Andrej Podlutsky, Marta Noa Valcarcel-Ares, Krysta Yancey, Viktorija Podlutskaya, Eszter Nagykaldi, Tripti Gautam, Richard A. Miller, William E. Sonntag, Anna Csiszar, Zoltan Ungvari

Abstract

Experimental, clinical, and epidemiological findings support the concept of developmental origins of health and disease (DOHAD), suggesting that early-life hormonal influences during a sensitive period around adolescence have a powerful impact on cancer morbidity later in life. The endocrine changes that occur during puberty are highly conserved across mammalian species and include dramatic increases in circulating GH and IGF-1 levels. Importantly, patients with developmental IGF-1 deficiency due to GH insensitivity (Laron syndrome) do not develop cancer during aging. Rodents with developmental GH/IGF-1 deficiency also exhibit significantly decreased cancer incidence at old age, marked resistance to chemically induced carcinogenesis, and cellular resistance to genotoxic stressors. Early-life treatment of GH/IGF-1-deficient mice and rats with GH reverses the cancer resistance phenotype; however, the underlying molecular mechanisms remain elusive. The present study was designed to test the hypothesis that developmental GH/IGF-1 status impacts cellular DNA repair mechanisms. To achieve that goal, we assessed repair of γ-irradiation-induced DNA damage (single-cell gel electrophoresis/comet assay) and basal and post-irradiation expression of DNA repair-related genes (qPCR) in primary fibroblasts derived from control rats, Lewis dwarf rats (a model of developmental GH/IGF-1 deficiency), and GH-replete dwarf rats (GH administered beginning at 5 weeks of age, for 30 days).
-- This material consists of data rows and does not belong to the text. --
//! In-memory platform fakes
//!
//! A complete stand-in for the chat platform: rooms, categories, message
//! history, artifact and notice capture, and a role table, with failure
//! toggles for the provisioning and delivery paths. One `Arc<FakePlatform>`
//! satisfies all four collaborator traits, so tests (and local smoke runs
//! of an embedding bot) need no platform connection at all.

use crate::platform::{
    DeliverySink, MessageHistorySource, PermissionOracle, RoomPermissions, RoomProvisioner,
};
use anyhow::bail;
use async_trait::async_trait;
use std::collections::{HashMap, HashSet};
use std::sync::atomic::{AtomicBool, AtomicUsize, Ordering};
use std::sync::Mutex;
use ticket_core::{
    CategoryId, ChannelId, HistoryMessage, RoleId, RoomId, Transcript, UserId, WorkspaceId,
};
use uuid::Uuid;

#[derive(Debug, Clone)]
pub struct FakeRoom {
    pub name: String,
    pub category: CategoryId,
}

#[derive(Debug, Default)]
pub struct FakePlatform {
    rooms: Mutex<HashMap<RoomId, FakeRoom>>,
    categories: Mutex<HashMap<(WorkspaceId, String), CategoryId>>,
    histories: Mutex<HashMap<RoomId, Vec<HistoryMessage>>>,
    artifacts: Mutex<Vec<(ChannelId, Transcript)>>,
    notices: Mutex<Vec<(RoomId, String)>>,
    roles: Mutex<HashSet<(UserId, RoleId)>>,
    created_rooms: AtomicUsize,
    fail_create_room: AtomicBool,
    fail_delivery: AtomicBool,
}

impl FakePlatform {
    pub fn new() -> Self {
        Self::default()
    }

    pub fn grant_role(&self, user: UserId, role: RoleId) {
        self.roles.lock().unwrap().insert((user, role));
    }

    pub fn push_history(&self, room: &RoomId, message: HistoryMessage) {
        self.histories
            .lock()
            .unwrap()
            .entry(room.clone())
            .or_default()
            .push(message);
    }

    /// Delete a room behind the controller's back, leaving any registry
    /// mapping stale.
    pub fn forget_room(&self, room: &RoomId) {
        self.rooms.lock().unwrap().remove(room);
        self.histories.lock().unwrap().remove(room);
    }

    pub fn set_fail_create_room(&self, fail: bool) {
        self.fail_create_room.store(fail, Ordering::SeqCst);
    }

    pub fn set_fail_delivery(&self, fail: bool) {
        self.fail_delivery.store(fail, Ordering::SeqCst);
    }

    /// Rooms currently alive.
    pub fn room_count(&self) -> usize {
        self.rooms.lock().unwrap().len()
    }

    /// Rooms ever created, deleted or not.
    pub fn created_room_count(&self) -> usize {
        self.created_rooms.load(Ordering::SeqCst)
    }

    pub fn room(&self, room: &RoomId) -> Option<FakeRoom> {
        self.rooms.lock().unwrap().get(room).cloned()
    }

    pub fn artifacts(&self) -> Vec<(ChannelId, Transcript)> {
        self.artifacts.lock().unwrap().clone()
    }

    pub fn notices(&self) -> Vec<(RoomId, String)> {
        self.notices.lock().unwrap().clone()
    }
}

#[async_trait]
impl RoomProvisioner for FakePlatform {
    async fn ensure_category(
        &self,
        workspace: &WorkspaceId,
        name: &str,
    ) -> anyhow::Result<CategoryId> {
        let mut categories = self.categories.lock().unwrap();
        let category = categories
            .entry((workspace.clone(), name.to_string()))
            .or_insert_with(|| CategoryId::new(format!("category-{}", Uuid::new_v4())));
        Ok(category.clone())
    }

    async fn create_room(
        &self,
        category: &CategoryId,
        name: &str,
        _permissions: &RoomPermissions,
    ) -> anyhow::Result<RoomId> {
        if self.fail_create_room.load(Ordering::SeqCst) {
            bail!("platform refused to create room {name}");
        }

        let room = RoomId::new(format!("room-{}", Uuid::new_v4()));
        self.rooms.lock().unwrap().insert(
            room.clone(),
            FakeRoom {
                name: name.to_string(),
                category: category.clone(),
            },
        );
        self.histories
            .lock()
            .unwrap()
            .insert(room.clone(), Vec::new());
        self.created_rooms.fetch_add(1, Ordering::SeqCst);
        Ok(room)
    }

    async fn delete_room(&self, room: &RoomId) -> anyhow::Result<()> {
        if self.rooms.lock().unwrap().remove(room).is_none() {
            bail!("no such room: {room}");
        }
        self.histories.lock().unwrap().remove(room);
        Ok(())
    }

    async fn room_exists(&self, room: &RoomId) -> bool {
        self.rooms.lock().unwrap().contains_key(room)
    }
}

#[async_trait]
impl MessageHistorySource for FakePlatform {
    async fn fetch_history(
        &self,
        room: &RoomId,
        limit: usize,
    ) -> anyhow::Result<Vec<HistoryMessage>> {
        let histories = self.histories.lock().unwrap();
        let mut messages = histories.get(room).cloned().unwrap_or_default();
        messages.truncate(limit);
        Ok(messages)
    }
}

#[async_trait]
impl DeliverySink for FakePlatform {
    async fn send_artifact(
        &self,
        target: &ChannelId,
        artifact: &Transcript,
    ) -> anyhow::Result<()> {
        if self.fail_delivery.load(Ordering::SeqCst) {
            bail!("delivery sink unavailable");
        }
        self.artifacts
            .lock()
            .unwrap()
            .push((target.clone(), artifact.clone()));
        Ok(())
    }

    async fn send_notice(&self, target: &RoomId, text: &str) -> anyhow::Result<()> {
        self.notices
            .lock()
            .unwrap()
            .push((target.clone(), text.to_string()));
        Ok(())
    }
}

#[async_trait]
impl PermissionOracle for FakePlatform {
    async fn has_role(&self, actor: &UserId, role: &RoleId) -> bool {
        self.roles
            .lock()
            .unwrap()
            .contains(&(actor.clone(), role.clone()))
    }
}

#[cfg(test)]
mod tests {
    use super::*;

    #[tokio::test]
    async fn ensure_category_is_idempotent_per_workspace() {
        let platform = FakePlatform::new();
        let ws = WorkspaceId::new("ws");

        let first = platform.ensure_category(&ws, "Tickets").await.unwrap();
        let second = platform.ensure_category(&ws, "Tickets").await.unwrap();
        assert_eq!(first, second);

        let other = platform
            .ensure_category(&WorkspaceId::new("other"), "Tickets")
            .await
            .unwrap();
        assert_ne!(first, other);
    }

    #[tokio::test]
    async fn created_rooms_exist_until_deleted() {
        let platform = FakePlatform::new();
        let category = platform
            .ensure_category(&WorkspaceId::new("ws"), "Tickets")
            .await
            .unwrap();
        let permissions = RoomPermissions {
            owner: UserId::new("u1"),
            staff_role: RoleId::new("staff"),
        };

        let room = platform
            .create_room(&category, "ticket-u1", &permissions)
            .await
            .unwrap();
        assert!(platform.room_exists(&room).await);

        platform.delete_room(&room).await.unwrap();
        assert!(!platform.room_exists(&room).await);
        assert!(platform.delete_room(&room).await.is_err());
    }
}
We found that developmental GH/IGF-1 deficiency resulted in persisting increases in cellular DNA repair capacity and upregulation of several DNA repair-related genes (e.g., Gadd45a, Bbc3). Peripubertal GH treatment reversed the radiation resistance phenotype. Fibroblasts of GH/IGF-1-deficient Snell dwarf mice also exhibited improved DNA repair capacity, showing that the persisting influence of peripubertal GH/IGF-1 status is not species-dependent. Collectively, GH/IGF-1 levels during a critical period during early life determine cellular DNA repair capacity in rodents, presumably by transcriptional control of genes involved in DNA repair. Because lifestyle factors (e.g., nutrition and childhood obesity) cause huge variation in peripubertal GH/IGF-1 levels in children, further studies are warranted to determine their persisting influence on cellular cancer resistance pathways.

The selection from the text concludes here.